Your goal: From the data underneath, reproduce exactly the stretch that begins at the line with "restored on drop." and ends after the line with "let _ = terminal::disable_raw_mode();".

(Beginning of Records for processing)

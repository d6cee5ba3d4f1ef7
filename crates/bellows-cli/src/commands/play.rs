//! Live performance: keys and lid in, audio out.

use super::common::{build_router, engine_settings, legend_line};
use bellows_config::InstrumentConfig;
use bellows_io::{AudioBackend, BackendStreamConfig, ChannelFanout, CpalBackend};
use bellows_platform::{
    AngleSensor, ControlLoop, ControlSnapshot, FileSensor, InputRouter, InputSink, KeyCode,
    ManualSensor, SensorError,
};
use bellows_synth::{DEFAULT_COMMAND_CAPACITY, EngineControl, VoiceEngine, realtime_engine};
use clap::Args;
use crossterm::event::{
    self, Event, KeyCode as TermKey, KeyEvent, KeyEventKind, KeyModifiers,
    KeyboardEnhancementFlags, PopKeyboardEnhancementFlags, PushKeyboardEnhancementFlags,
};
use crossterm::style::Print;
use crossterm::terminal::{self, ClearType};
use crossterm::{cursor, execute, queue};
use std::io::{Write, stdout};
use std::path::PathBuf;
use std::sync::Arc;
use std::sync::atomic::{AtomicBool, Ordering};
use std::time::{Duration, Instant};

/// Degrees per arrow key press.
const NUDGE_DEGREES: f64 = 5.0;

#[derive(Args)]
pub struct PlayArgs {
    /// Output device (partial name match)
    #[arg(short, long)]
    device: Option<String>,

    /// Read the lid angle from this file instead of the arrow keys
    #[arg(long, value_name = "PATH")]
    sensor_file: Option<PathBuf>,

    /// Starting lid angle for the arrow-key sensor, in degrees
    #[arg(long, default_value_t = 90.0)]
    angle: f64,

    /// Output channel count
    #[arg(long, default_value_t = 2)]
    channels: u16,
}

/// Lid angle source chosen at startup.
#[derive(Debug)]
enum Lid {
    Simulated(ManualSensor),
    File(FileSensor),
}

impl Lid {
    fn nudge(&mut self, delta: f64) {
        if let Self::Simulated(sensor) = self {
            sensor.nudge(delta);
        }
    }
}

impl AngleSensor for Lid {
    fn read_angle_degrees(&mut self) -> Result<f64, SensorError> {
        match self {
            Self::Simulated(sensor) => sensor.read_angle_degrees(),
            Self::File(sensor) => sensor.read_angle_degrees(),
        }
    }
}

/// Raw terminal mode, restored on drop.
struct RawTerminal {
    reports_releases: bool,
}

impl RawTerminal {
    fn enter() -> std::io::Result<Self> {
        terminal::enable_raw_mode()?;
        let mut guard = Self {
            reports_releases: false,
        };
        if matches!(terminal::supports_keyboard_enhancement(), Ok(true)) {
            execute!(
                stdout(),
                PushKeyboardEnhancementFlags(KeyboardEnhancementFlags::REPORT_EVENT_TYPES)
            )?;
            guard.reports_releases = true;
        }
        Ok(guard)
    }
}

impl Drop for RawTerminal {
    fn drop(&mut self) {
        if self.reports_releases {
            let _ = execute!(stdout(), PopKeyboardEnhancementFlags);
        }
        let _ = terminal::disable_raw_mode();
        println!();
    }
}

/// Synthesized key-up for terminals that only report presses.
///
/// Each press (or auto-repeat) holds the key open for `hold`; the key is
/// released once no press arrives within that time.
struct KeyGates {
    hold: Duration,
    open: Vec<(KeyCode, Instant)>,
}

impl KeyGates {
    fn new(hold: Duration) -> Self {
        Self {
            hold,
            open: Vec::new(),
        }
    }

    /// Returns `true` when the key was not already held.
    fn press(&mut self, key: KeyCode, now: Instant) -> bool {
        let deadline = now + self.hold;
        if let Some(gate) = self.open.iter_mut().find(|(k, _)| *k == key) {
            gate.1 = deadline;
            return false;
        }
        self.open.push((key, deadline));
        true
    }

    fn release(&mut self, key: KeyCode) {
        self.open.retain(|&(k, _)| k != key);
    }

    fn release_expired(&mut self, now: Instant, mut on_release: impl FnMut(KeyCode)) {
        self.open.retain(|&(key, deadline)| {
            if deadline <= now {
                on_release(key);
                false
            } else {
                true
            }
        });
    }
}

enum Flow {
    Continue,
    Quit,
}

pub fn run(args: PlayArgs, config: &InstrumentConfig) -> anyhow::Result<()> {
    let backend = CpalBackend::new();
    let stream_config = BackendStreamConfig {
        sample_rate: config.engine.sample_rate,
        buffer_size: config.engine.buffer_size,
        channels: args.channels,
        device_name: args.device.clone(),
    };
    let sample_rate = backend.actual_sample_rate(&stream_config);

    let engine = VoiceEngine::new(engine_settings(config, sample_rate));
    let (handle, mut realtime) = realtime_engine(engine, DEFAULT_COMMAND_CAPACITY);

    // Devices may deliver more frames than requested; fanout renders in passes.
    let max_frames = config.engine.buffer_size as usize;
    let mut fanout = ChannelFanout::new(
        move |mono: &mut [f32]| realtime.process(mono),
        args.channels,
        max_frames,
    );
    let stream = backend.build_output_stream(
        &stream_config,
        Box::new(move |data: &mut [f32]| fanout.process(data)),
        Box::new(|err: &str| tracing::error!(err, "audio stream error")),
    )?;

    let running = Arc::new(AtomicBool::new(true));
    let r = Arc::clone(&running);
    ctrlc::set_handler(move || {
        r.store(false, Ordering::SeqCst);
    })?;

    let mut router = build_router(config, handle.clone())?;
    let lid = match &args.sensor_file {
        Some(path) => Lid::File(FileSensor::new(path)),
        None => Lid::Simulated(ManualSensor::new(args.angle)),
    };
    let mut control = ControlLoop::from_config(lid, config);
    let mut volume_handle = handle.clone();

    print_intro(&router, args.sensor_file.is_some());

    let term = RawTerminal::enter()?;
    let mut gates = (!term.reports_releases)
        .then(|| KeyGates::new(Duration::from_millis(config.keyboard.gate_ms)));

    let period = Duration::from_secs_f64(1.0 / f64::from(config.sensor.poll_hz));
    let start = Instant::now();
    let mut next_tick = start;

    while running.load(Ordering::SeqCst) {
        let now = Instant::now();
        if now >= next_tick {
            if let Some(gates) = gates.as_mut() {
                gates.release_expired(now, |key| router.on_key_up(key));
            }
            let snapshot = control.tick(now.duration_since(start).as_secs_f64(), &mut volume_handle);
            draw_status(&router, &control, &snapshot)?;
            next_tick += period;
            if next_tick < now {
                next_tick = now + period;
            }
            continue;
        }

        if !event::poll(next_tick - now)? {
            continue;
        }
        if let Event::Key(key) = event::read()?
            && let Flow::Quit = handle_key(key, &mut router, &mut control, gates.as_mut(), now)
        {
            break;
        }
    }

    router.release_all();
    handle.stop();
    drop(stream);
    drop(term);

    tracing::info!(dropped = handle.dropped_commands(), "stopped");
    println!("Stopped.");
    Ok(())
}

fn handle_key<E: EngineControl>(
    event: KeyEvent,
    router: &mut InputRouter<E>,
    control: &mut ControlLoop<Lid>,
    gates: Option<&mut KeyGates>,
    now: Instant,
) -> Flow {
    let ctrl_c =
        event.code == TermKey::Char('c') && event.modifiers.contains(KeyModifiers::CONTROL);
    if event.code == TermKey::Esc || ctrl_c {
        return Flow::Quit;
    }

    let pressed = matches!(event.kind, KeyEventKind::Press | KeyEventKind::Repeat);
    match event.code {
        TermKey::Up if pressed => control.sampler_mut().sensor_mut().nudge(NUDGE_DEGREES),
        TermKey::Down if pressed => control.sampler_mut().sensor_mut().nudge(-NUDGE_DEGREES),
        TermKey::Tab if event.kind == KeyEventKind::Press => {
            router.next_scale();
        }
        TermKey::Char('n') if event.kind == KeyEventKind::Press => {
            let mode = router.scale_map().naming_mode().toggled();
            router.set_naming_mode(mode);
        }
        TermKey::Char('b') if event.kind == KeyEventKind::Press => {
            let volume = control.volume_mut();
            let enabled = !volume.air_pressure_enabled();
            volume.set_air_pressure_enabled(enabled);
        }
        TermKey::Char(c) => {
            let Some(key) = KeyCode::from_char(c) else {
                return Flow::Continue;
            };
            match (event.kind, gates) {
                (KeyEventKind::Release, gates) => {
                    if let Some(gates) = gates {
                        gates.release(key);
                    }
                    router.on_key_up(key);
                }
                (kind, None) => router.on_key_down(key, kind == KeyEventKind::Repeat),
                (_, Some(gates)) => {
                    let fresh = gates.press(key, now);
                    router.on_key_down(key, !fresh);
                }
            }
        }
        _ => {}
    }
    Flow::Continue
}

fn print_intro<E: EngineControl>(router: &InputRouter<E>, file_sensor: bool) {
    let scales = router.scale_map();
    println!("bellows - {} scale", scales.active_name());
    println!(
        "  {}",
        legend_line(scales, router.layout(), scales.naming_mode())
    );
    println!();
    let lid = if file_sensor {
        "lid from sensor file"
    } else {
        "Up/Down: lid"
    };
    println!("  {lid} | Tab: scale | n: naming | b: air pressure | Esc: quit");
    println!();
}

fn draw_status<E: EngineControl>(
    router: &InputRouter<E>,
    control: &ControlLoop<Lid>,
    snapshot: &ControlSnapshot,
) -> std::io::Result<()> {
    let scales = router.scale_map();
    let mode = scales.naming_mode();
    let held: Vec<String> = router.held_notes().map(|n| scales.label(n, mode)).collect();
    let source = if control.volume().air_pressure_enabled() {
        "air"
    } else {
        "fixed"
    };
    let sensor = if snapshot.sensor_ok {
        ""
    } else {
        "  [sensor lost]"
    };

    let mut out = stdout();
    queue!(
        out,
        cursor::MoveToColumn(0),
        terminal::Clear(ClearType::CurrentLine),
        Print(format!(
            "{:<16} {:<7} lid {:>5.1}  {source} {:>3.0}%  vol {:>3.0}%{sensor}  {}",
            scales.active_name(),
            mode,
            snapshot.angle_degrees,
            snapshot.air_pressure * 100.0,
            snapshot.volume * 100.0,
            held.join(" ")
        ))
    )?;
    out.flush()
}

(End of Records for processing)

Written answer:
/// Raw terminal mode, restored on drop.
struct RawTerminal {
    reports_releases: bool,
}

impl RawTerminal {
    fn enter() -> std::io::Result<Self> {
        terminal::enable_raw_mode()?;
        let mut guard = Self {
            reports_releases: false,
        };
        if matches!(terminal::supports_keyboard_enhancement(), Ok(true)) {
            execute!(
                stdout(),
                PushKeyboardEnhancementFlags(KeyboardEnhancementFlags::REPORT_EVENT_TYPES)
            )?;
            guard.reports_releases = true;
        }
        Ok(guard)
    }
}

impl Drop for RawTerminal {
    fn drop(&mut self) {
        if self.reports_releases {
            let _ = execute!(stdout(), PopKeyboardEnhancementFlags);
        }
        let _ = terminal::disable_raw_mode();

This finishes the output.